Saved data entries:

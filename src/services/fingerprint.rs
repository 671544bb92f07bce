//! Request fingerprinting.
//!
//! The seen-set is keyed by fingerprints, so fingerprints must be stable
//! across runs: two requests that fetch the same resource hash to the same
//! key no matter how their URLs were spelled.

use crate::models::{Fingerprint, WorkUnit};
use sha2::{Digest, Sha256};
use url::Url;

/// Turns a work unit into its deduplication key.
///
/// Implementations must be deterministic across processes. Any
/// `Fn(&WorkUnit) -> Fingerprint` closure is a fingerprinter.
pub trait Fingerprinter: Send + Sync {
    /// Returns the fingerprint of `unit`.
    fn fingerprint(&self, unit: &WorkUnit) -> Fingerprint;
}

impl<F> Fingerprinter for F
where
    F: Fn(&WorkUnit) -> Fingerprint + Send + Sync,
{
    fn fingerprint(&self, unit: &WorkUnit) -> Fingerprint {
        self(unit)
    }
}

/// Default fingerprinter: SHA-256 over method, canonical URL and body.
///
/// The fingerprint is the lowercase hex digest, so default keys are printable
/// and live in the same key space as string override keys.
///
/// # Example
///
/// ```rust
/// use deltafetch::{Fingerprinter, RequestFingerprinter, WorkUnit};
///
/// let a = WorkUnit::get("https://example.com/list?page=2&sort=asc").unwrap();
/// let b = WorkUnit::get("https://EXAMPLE.com:443/list?sort=asc&page=2#top").unwrap();
///
/// let fp = RequestFingerprinter::new();
/// assert_eq!(fp.fingerprint(&a), fp.fingerprint(&b));
/// assert_eq!(fp.fingerprint(&a).as_bytes().len(), 64);
/// ```
#[derive(Debug, Clone, Copy, Default)]
pub struct RequestFingerprinter;

impl RequestFingerprinter {
    /// Creates the default request fingerprinter.
    #[must_use]
    pub const fn new() -> Self {
        Self
    }
}

impl Fingerprinter for RequestFingerprinter {
    fn fingerprint(&self, unit: &WorkUnit) -> Fingerprint {
        let mut hasher = Sha256::new();
        hasher.update(unit.method.to_uppercase().as_bytes());
        hasher.update([0]);
        hasher.update(canonicalize_url(&unit.url).as_bytes());
        hasher.update([0]);
        hasher.update(unit.body.as_bytes());
        Fingerprint::from(hex::encode(hasher.finalize()))
    }
}

/// Returns the canonical form of a URL for fingerprinting.
///
/// Parsing already lowercases the scheme and host and drops default ports.
/// On top of that the fragment is removed and query arguments are sorted by
/// key, then value; an empty query is dropped entirely.
#[must_use]
pub fn canonicalize_url(url: &Url) -> String {
    let mut canonical = url.clone();
    canonical.set_fragment(None);

    let mut pairs: Vec<(String, String)> = url
        .query_pairs()
        .map(|(k, v)| (k.into_owned(), v.into_owned()))
        .collect();

    if pairs.is_empty() {
        canonical.set_query(None);
    } else {
        pairs.sort();
        canonical.query_pairs_mut().clear().extend_pairs(pairs);
    }

    canonical.into()
}

#[cfg(test)]
mod tests {
    use super::*;
    use test_case::test_case;

    fn url(s: &str) -> Url {
        Url::parse(s).unwrap()
    }

    #[test_case("https://example.com/a?b=2&a=1", "https://example.com/a?a=1&b=2" ; "sorts query")]
    #[test_case("https://example.com/a#frag", "https://example.com/a" ; "drops fragment")]
    #[test_case("https://example.com/a?", "https://example.com/a" ; "drops empty query")]
    #[test_case("HTTPS://Example.COM:443/a", "https://example.com/a" ; "normalizes scheme host port")]
    #[test_case("https://example.com/a?x=1&x=0", "https://example.com/a?x=0&x=1" ; "sorts repeated keys by value")]
    fn test_canonicalize_url(input: &str, expected: &str) {
        assert_eq!(canonicalize_url(&url(input)), expected);
    }

    #[test]
    fn test_canonicalize_keeps_path_case() {
        assert_eq!(
            canonicalize_url(&url("https://example.com/Books/Index.html")),
            "https://example.com/Books/Index.html"
        );
    }

    #[test]
    fn test_fingerprint_is_hex_sha256() {
        let unit = WorkUnit::get("https://example.com/").unwrap();
        let fp = RequestFingerprinter::new().fingerprint(&unit);
        assert_eq!(fp.as_bytes().len(), 64);
        assert!(fp.as_bytes().iter().all(u8::is_ascii_hexdigit));
    }

    #[test]
    fn test_fingerprint_ignores_query_order_and_fragment() {
        let fp = RequestFingerprinter::new();
        let a = WorkUnit::get("https://example.com/p?id=1&lang=en").unwrap();
        let b = WorkUnit::get("https://example.com/p?lang=en&id=1#reviews").unwrap();
        assert_eq!(fp.fingerprint(&a), fp.fingerprint(&b));
    }

    #[test]
    fn test_fingerprint_distinguishes_method_and_body() {
        let fp = RequestFingerprinter::new();
        let get = WorkUnit::get("https://example.com/search").unwrap();
        let post = get.clone().with_method("POST").with_body("q=rust");
        let other_post = get.clone().with_method("POST").with_body("q=go");

        assert_ne!(fp.fingerprint(&get), fp.fingerprint(&post));
        assert_ne!(fp.fingerprint(&post), fp.fingerprint(&other_post));
    }

    #[test]
    fn test_fingerprint_method_is_case_insensitive() {
        let fp = RequestFingerprinter::new();
        let a = WorkUnit::get("https://example.com/").unwrap().with_method("get");
        let b = WorkUnit::get("https://example.com/").unwrap();
        assert_eq!(fp.fingerprint(&a), fp.fingerprint(&b));
    }

    #[test]
    fn test_fingerprint_ignores_meta() {
        let fp = RequestFingerprinter::new();
        let a = WorkUnit::get("https://example.com/").unwrap();
        let b = a.clone().with_meta("depth", 3);
        assert_eq!(fp.fingerprint(&a), fp.fingerprint(&b));
    }

    #[test]
    fn test_closure_fingerprinter() {
        let by_path = |unit: &WorkUnit| Fingerprint::from(unit.url.path());
        let unit = WorkUnit::get("https://example.com/a/b").unwrap();
        assert_eq!(by_path.fingerprint(&unit), Fingerprint::from("/a/b"));
    }
}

__Try it__: All the lines above must appear again in the answer, word for word.

__Response__:
filename src/services/fingerprint.rs
repository 671544bb92f07bce
//! Request fingerprinting.
//!
//! The seen-set is keyed by fingerprints, so fingerprints must be stable
//! across runs: two requests that fetch the same resource hash to the same
//! key no matter how their URLs were spelled.

use crate::models::{Fingerprint, WorkUnit};
use sha2::{Digest, Sha256};
use url::Url;

/// Turns a work unit into its deduplication key.
///
/// Implementations must be deterministic across processes. Any
/// `Fn(&WorkUnit) -> Fingerprint` closure is a fingerprinter.
pub trait Fingerprinter: Send + Sync {
    /// Returns the fingerprint of `unit`.
    fn fingerprint(&self, unit: &WorkUnit) -> Fingerprint;
}

impl<F> Fingerprinter for F
where
    F: Fn(&WorkUnit) -> Fingerprint + Send + Sync,
{
    fn fingerprint(&self, unit: &WorkUnit) -> Fingerprint {
        self(unit)
    }
}

/// Default fingerprinter: SHA-256 over method, canonical URL and body.
///
/// The fingerprint is the lowercase hex digest, so default keys are printable
/// and live in the same key space as string override keys.
///
/// # Example
///
/// ```rust
/// use deltafetch::{Fingerprinter, RequestFingerprinter, WorkUnit};
///
/// let a = WorkUnit::get("https://example.com/list?page=2&sort=asc").unwrap();
/// let b = WorkUnit::get("https://EXAMPLE.com:443/list?sort=asc&page=2#top").unwrap();
///
/// let fp = RequestFingerprinter::new();
/// assert_eq!(fp.fingerprint(&a), fp.fingerprint(&b));
/// assert_eq!(fp.fingerprint(&a).as_bytes().len(), 64);
/// ```
#[derive(Debug, Clone, Copy, Default)]
pub struct RequestFingerprinter;

impl RequestFingerprinter {
    /// Creates the default request fingerprinter.
    #[must_use]
    pub const fn new() -> Self {
        Self
    }
}

impl Fingerprinter for RequestFingerprinter {
    fn fingerprint(&self, unit: &WorkUnit) -> Fingerprint {
        let mut hasher = Sha256::new();
        hasher.update(unit.method.to_uppercase().as_bytes());
        hasher.update([0]);
        hasher.update(canonicalize_url(&unit.url).as_bytes());
        hasher.update([0]);
        hasher.update(unit.body.as_bytes());
        Fingerprint::from(hex::encode(hasher.finalize()))
    }
}

/// Returns the canonical form of a URL for fingerprinting.
///
/// Parsing already lowercases the scheme and host and drops default ports.
/// On top of that the fragment is removed and query arguments are sorted by
/// key, then value; an empty query is dropped entirely.
#[must_use]
pub fn canonicalize_url(url: &Url) -> String {
    let mut canonical = url.clone();
    canonical.set_fragment(None);

    let mut pairs: Vec<(String, String)> = url
        .query_pairs()
        .map(|(k, v)| (k.into_owned(), v.into_owned()))
        .collect();

    if pairs.is_empty() {
        canonical.set_query(None);
    } else {
        pairs.sort();
        canonical.query_pairs_mut().clear().extend_pairs(pairs);
    }

    canonical.into()
}

#[cfg(test)]
mod tests {
    use super::*;
    use test_case::test_case;

    fn url(s: &str) -> Url {
        Url::parse(s).unwrap()
    }

    #[test_case("https://example.com/a?b=2&a=1", "https://example.com/a?a=1&b=2" ; "sorts query")]
    #[test_case("https://example.com/a#frag", "https://example.com/a" ; "drops fragment")]
    #[test_case("https://example.com/a?", "https://example.com/a" ; "drops empty query")]
    #[test_case("HTTPS://Example.COM:443/a", "https://example.com/a" ; "normalizes scheme host port")]
    #[test_case("https://example.com/a?x=1&x=0", "https://example.com/a?x=0&x=1" ; "sorts repeated keys by value")]
    fn test_canonicalize_url(input: &str, expected: &str) {
        assert_eq!(canonicalize_url(&url(input)), expected);
    }

    #[test]
    fn test_canonicalize_keeps_path_case() {
        assert_eq!(
            canonicalize_url(&url("https://example.com/Books/Index.html")),
            "https://example.com/Books/Index.html"
        );
    }

    #[test]
    fn test_fingerprint_is_hex_sha256() {
        let unit = WorkUnit::get("https://example.com/").unwrap();
        let fp = RequestFingerprinter::new().fingerprint(&unit);
        assert_eq!(fp.as_bytes().len(), 64);
        assert!(fp.as_bytes().iter().all(u8::is_ascii_hexdigit));
    }

    #[test]
    fn test_fingerprint_ignores_query_order_and_fragment() {
        let fp = RequestFingerprinter::new();
        let a = WorkUnit::get("https://example.com/p?id=1&lang=en").unwrap();
        let b = WorkUnit::get("https://example.com/p?lang=en&id=1#reviews").unwrap();
        assert_eq!(fp.fingerprint(&a), fp.fingerprint(&b));
    }

    #[test]
    fn test_fingerprint_distinguishes_method_and_body() {
        let fp = RequestFingerprinter::new();
        let get = WorkUnit::get("https://example.com/search").unwrap();
        let post = get.clone().with_method("POST").with_body("q=rust");
        let other_post = get.clone().with_method("POST").with_body("q=go");

        assert_ne!(fp.fingerprint(&get), fp.fingerprint(&post));
        assert_ne!(fp.fingerprint(&post), fp.fingerprint(&other_post));
    }

    #[test]
    fn test_fingerprint_method_is_case_insensitive() {
        let fp = RequestFingerprinter::new();
        let a = WorkUnit::get("https://example.com/").unwrap().with_method("get");
        let b = WorkUnit::get("https://example.com/").unwrap();
        assert_eq!(fp.fingerprint(&a), fp.fingerprint(&b));
    }

    #[test]
    fn test_fingerprint_ignores_meta() {
        let fp = RequestFingerprinter::new();
        let a = WorkUnit::get("https://example.com/").unwrap();
        let b = a.clone().with_meta("depth", 3);
        assert_eq!(fp.fingerprint(&a), fp.fingerprint(&b));
    }

    #[test]
    fn test_closure_fingerprinter() {
        let by_path = |unit: &WorkUnit| Fingerprint::from(unit.url.path());
        let unit = WorkUnit::get("https://example.com/a/b").unwrap();
        assert_eq!(by_path.fingerprint(&unit), Fingerprint::from("/a/b"));
    }
}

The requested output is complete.